*** Opening of Information supplied ***
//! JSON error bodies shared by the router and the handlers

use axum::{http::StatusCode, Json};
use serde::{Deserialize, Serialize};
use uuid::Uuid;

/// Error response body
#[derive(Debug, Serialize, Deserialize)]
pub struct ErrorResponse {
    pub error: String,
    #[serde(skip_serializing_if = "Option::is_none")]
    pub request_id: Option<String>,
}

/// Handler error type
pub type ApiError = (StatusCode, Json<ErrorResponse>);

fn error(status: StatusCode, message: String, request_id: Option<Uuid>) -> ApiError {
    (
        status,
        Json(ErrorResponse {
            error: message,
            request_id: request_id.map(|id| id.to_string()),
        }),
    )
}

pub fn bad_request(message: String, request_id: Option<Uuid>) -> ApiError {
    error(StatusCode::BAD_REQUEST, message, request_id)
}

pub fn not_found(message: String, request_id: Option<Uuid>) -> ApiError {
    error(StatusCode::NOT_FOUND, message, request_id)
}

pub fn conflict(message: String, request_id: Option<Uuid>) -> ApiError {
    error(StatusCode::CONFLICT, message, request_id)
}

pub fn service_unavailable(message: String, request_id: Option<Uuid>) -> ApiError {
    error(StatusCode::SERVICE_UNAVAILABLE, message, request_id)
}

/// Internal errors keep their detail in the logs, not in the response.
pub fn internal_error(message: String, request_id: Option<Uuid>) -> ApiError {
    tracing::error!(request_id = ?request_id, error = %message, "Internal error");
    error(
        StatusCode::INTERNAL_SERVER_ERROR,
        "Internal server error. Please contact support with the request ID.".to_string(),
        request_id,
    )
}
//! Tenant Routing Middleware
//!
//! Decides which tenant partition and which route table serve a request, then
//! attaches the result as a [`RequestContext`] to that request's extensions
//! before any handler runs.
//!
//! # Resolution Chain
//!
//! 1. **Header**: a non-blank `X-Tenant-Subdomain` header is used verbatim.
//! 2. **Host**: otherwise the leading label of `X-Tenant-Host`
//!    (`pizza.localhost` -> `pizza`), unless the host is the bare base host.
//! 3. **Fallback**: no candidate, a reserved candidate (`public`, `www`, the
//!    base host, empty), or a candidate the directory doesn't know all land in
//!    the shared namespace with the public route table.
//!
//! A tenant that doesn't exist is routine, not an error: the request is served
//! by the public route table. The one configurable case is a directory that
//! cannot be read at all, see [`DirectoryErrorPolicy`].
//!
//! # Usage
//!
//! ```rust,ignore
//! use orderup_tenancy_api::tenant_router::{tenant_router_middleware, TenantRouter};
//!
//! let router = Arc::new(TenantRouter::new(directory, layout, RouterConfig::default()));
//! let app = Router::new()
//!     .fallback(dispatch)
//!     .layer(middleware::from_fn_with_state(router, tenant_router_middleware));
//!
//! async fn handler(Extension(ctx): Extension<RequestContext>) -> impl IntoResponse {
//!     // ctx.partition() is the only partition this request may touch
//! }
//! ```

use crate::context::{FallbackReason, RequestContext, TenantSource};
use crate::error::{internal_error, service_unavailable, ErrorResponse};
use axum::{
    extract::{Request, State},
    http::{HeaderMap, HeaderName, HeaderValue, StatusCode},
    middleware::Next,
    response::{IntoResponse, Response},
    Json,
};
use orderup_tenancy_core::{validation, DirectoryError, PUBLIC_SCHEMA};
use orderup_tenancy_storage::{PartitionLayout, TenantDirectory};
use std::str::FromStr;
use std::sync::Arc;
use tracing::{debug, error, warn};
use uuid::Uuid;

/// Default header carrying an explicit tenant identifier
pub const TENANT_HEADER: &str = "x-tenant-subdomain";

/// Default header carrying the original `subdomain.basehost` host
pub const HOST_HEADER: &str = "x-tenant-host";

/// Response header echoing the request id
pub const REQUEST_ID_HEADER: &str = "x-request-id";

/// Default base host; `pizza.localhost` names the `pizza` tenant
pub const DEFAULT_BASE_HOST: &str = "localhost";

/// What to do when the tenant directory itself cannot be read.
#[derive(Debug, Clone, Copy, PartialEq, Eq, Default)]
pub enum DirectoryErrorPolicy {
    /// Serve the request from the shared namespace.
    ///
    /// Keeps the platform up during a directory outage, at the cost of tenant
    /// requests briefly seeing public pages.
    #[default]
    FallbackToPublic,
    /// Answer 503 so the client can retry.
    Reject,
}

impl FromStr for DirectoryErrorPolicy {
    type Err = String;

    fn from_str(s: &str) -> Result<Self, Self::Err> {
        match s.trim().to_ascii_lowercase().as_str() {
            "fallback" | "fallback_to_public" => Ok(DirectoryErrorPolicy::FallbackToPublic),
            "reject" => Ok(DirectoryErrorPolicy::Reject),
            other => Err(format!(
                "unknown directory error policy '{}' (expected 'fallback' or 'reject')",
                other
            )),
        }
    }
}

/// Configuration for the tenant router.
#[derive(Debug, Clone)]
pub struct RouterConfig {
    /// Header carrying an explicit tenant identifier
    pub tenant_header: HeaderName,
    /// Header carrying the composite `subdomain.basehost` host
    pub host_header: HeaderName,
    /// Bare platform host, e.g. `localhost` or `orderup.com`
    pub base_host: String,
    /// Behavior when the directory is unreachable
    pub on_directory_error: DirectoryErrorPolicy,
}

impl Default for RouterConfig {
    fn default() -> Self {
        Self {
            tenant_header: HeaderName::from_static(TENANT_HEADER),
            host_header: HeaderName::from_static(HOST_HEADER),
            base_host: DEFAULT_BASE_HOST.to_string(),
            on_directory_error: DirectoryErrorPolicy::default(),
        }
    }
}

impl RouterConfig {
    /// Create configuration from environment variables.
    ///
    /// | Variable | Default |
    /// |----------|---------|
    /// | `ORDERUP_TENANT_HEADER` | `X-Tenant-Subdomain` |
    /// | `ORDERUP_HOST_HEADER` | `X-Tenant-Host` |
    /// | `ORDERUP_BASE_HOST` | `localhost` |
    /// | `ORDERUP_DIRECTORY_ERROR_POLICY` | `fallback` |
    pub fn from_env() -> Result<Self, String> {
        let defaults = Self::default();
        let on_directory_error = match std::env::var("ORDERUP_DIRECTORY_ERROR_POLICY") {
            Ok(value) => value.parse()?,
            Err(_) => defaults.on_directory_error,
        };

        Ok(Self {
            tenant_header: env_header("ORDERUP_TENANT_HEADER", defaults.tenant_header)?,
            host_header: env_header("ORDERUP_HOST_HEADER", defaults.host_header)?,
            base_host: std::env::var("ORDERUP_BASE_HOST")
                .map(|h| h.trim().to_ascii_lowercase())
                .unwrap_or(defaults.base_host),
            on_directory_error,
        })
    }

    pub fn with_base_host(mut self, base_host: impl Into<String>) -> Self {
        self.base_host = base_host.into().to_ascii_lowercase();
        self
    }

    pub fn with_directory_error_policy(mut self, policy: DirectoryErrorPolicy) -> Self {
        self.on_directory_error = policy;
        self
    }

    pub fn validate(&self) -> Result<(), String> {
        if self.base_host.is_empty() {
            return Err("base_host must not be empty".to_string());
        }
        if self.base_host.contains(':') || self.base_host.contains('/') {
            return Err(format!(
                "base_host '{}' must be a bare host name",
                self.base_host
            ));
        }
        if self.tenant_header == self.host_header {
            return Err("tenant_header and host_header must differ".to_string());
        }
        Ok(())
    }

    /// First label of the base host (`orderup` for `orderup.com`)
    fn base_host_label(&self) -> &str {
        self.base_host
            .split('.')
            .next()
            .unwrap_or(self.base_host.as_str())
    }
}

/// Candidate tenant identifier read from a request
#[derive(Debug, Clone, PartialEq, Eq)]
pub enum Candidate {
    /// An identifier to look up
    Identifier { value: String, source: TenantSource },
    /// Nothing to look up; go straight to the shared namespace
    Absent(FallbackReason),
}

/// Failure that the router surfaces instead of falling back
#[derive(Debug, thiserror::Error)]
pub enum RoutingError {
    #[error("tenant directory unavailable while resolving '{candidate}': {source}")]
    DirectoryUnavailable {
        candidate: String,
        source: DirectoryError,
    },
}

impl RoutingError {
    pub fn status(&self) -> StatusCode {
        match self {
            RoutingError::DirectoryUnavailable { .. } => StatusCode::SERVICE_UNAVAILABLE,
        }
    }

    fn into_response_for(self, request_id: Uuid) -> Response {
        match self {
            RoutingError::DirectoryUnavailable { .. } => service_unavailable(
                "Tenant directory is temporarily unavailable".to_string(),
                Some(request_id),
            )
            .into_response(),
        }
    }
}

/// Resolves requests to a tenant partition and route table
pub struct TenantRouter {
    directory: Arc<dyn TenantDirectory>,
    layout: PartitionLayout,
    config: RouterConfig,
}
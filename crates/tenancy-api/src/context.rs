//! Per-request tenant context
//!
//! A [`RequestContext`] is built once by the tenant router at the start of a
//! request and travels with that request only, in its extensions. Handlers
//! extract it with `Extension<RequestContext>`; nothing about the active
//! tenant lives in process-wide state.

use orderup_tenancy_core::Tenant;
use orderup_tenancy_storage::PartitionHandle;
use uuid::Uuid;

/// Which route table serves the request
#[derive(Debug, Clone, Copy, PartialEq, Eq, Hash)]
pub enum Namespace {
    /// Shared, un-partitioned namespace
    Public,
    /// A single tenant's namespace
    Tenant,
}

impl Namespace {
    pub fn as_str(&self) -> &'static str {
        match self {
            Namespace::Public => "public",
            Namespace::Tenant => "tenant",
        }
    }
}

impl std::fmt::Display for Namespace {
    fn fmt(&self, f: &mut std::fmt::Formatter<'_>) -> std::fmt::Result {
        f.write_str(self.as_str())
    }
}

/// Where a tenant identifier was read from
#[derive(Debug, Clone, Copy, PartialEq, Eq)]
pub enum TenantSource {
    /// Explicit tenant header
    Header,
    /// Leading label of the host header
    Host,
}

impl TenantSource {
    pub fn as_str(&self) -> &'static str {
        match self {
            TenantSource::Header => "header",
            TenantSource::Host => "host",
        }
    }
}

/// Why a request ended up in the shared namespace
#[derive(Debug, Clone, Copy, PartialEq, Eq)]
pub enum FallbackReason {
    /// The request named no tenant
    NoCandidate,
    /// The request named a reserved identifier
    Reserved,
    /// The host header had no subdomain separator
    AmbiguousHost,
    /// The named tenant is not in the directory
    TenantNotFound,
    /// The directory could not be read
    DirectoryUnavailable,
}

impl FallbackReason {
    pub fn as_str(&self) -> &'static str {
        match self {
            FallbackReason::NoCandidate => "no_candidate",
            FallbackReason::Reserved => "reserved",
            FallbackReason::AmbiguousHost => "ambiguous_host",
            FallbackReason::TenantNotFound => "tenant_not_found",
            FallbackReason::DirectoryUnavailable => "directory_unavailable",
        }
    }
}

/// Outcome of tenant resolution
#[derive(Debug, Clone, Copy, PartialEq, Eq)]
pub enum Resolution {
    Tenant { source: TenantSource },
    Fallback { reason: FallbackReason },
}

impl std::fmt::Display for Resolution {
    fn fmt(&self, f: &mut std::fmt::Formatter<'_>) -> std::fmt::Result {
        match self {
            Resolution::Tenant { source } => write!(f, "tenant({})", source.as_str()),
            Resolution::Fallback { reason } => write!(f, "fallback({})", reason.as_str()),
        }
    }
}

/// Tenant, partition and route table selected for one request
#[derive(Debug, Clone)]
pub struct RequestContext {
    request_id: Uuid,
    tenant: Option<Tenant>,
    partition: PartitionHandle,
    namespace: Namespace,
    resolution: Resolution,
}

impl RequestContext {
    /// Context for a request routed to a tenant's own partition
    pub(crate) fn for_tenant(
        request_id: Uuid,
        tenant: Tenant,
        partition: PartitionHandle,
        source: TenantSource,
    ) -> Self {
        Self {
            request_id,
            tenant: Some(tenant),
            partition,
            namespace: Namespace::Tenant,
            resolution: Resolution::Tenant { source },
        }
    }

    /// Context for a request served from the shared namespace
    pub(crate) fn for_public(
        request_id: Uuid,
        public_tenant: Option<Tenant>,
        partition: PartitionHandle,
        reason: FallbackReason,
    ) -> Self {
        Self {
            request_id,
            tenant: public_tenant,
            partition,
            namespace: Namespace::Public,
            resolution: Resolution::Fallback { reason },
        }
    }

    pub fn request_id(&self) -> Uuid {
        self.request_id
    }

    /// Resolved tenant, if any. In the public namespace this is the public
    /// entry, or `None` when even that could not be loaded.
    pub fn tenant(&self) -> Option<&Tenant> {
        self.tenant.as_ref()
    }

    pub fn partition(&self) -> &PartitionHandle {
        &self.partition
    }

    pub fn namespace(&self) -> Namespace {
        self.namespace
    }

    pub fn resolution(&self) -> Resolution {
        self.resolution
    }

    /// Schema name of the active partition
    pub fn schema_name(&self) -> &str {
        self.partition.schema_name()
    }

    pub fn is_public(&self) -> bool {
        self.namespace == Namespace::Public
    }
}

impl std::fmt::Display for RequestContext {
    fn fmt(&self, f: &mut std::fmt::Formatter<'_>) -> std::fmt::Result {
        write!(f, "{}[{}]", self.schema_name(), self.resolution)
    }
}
*** Close of Information supplied ***
**Aim of the exercise**.
What is needed is every line from the beginning of the data up to and including the line with "pub type ApiError", given again word for word.

**Task result**.
//! JSON error bodies shared by the router and the handlers

use axum::{http::StatusCode, Json};
use serde::{Deserialize, Serialize};
use uuid::Uuid;

/// Error response body
#[derive(Debug, Serialize, Deserialize)]
pub struct ErrorResponse {
    pub error: String,
    #[serde(skip_serializing_if = "Option::is_none")]
    pub request_id: Option<String>,
}

/// Handler error type
pub type ApiError = (StatusCode, Json<ErrorResponse>);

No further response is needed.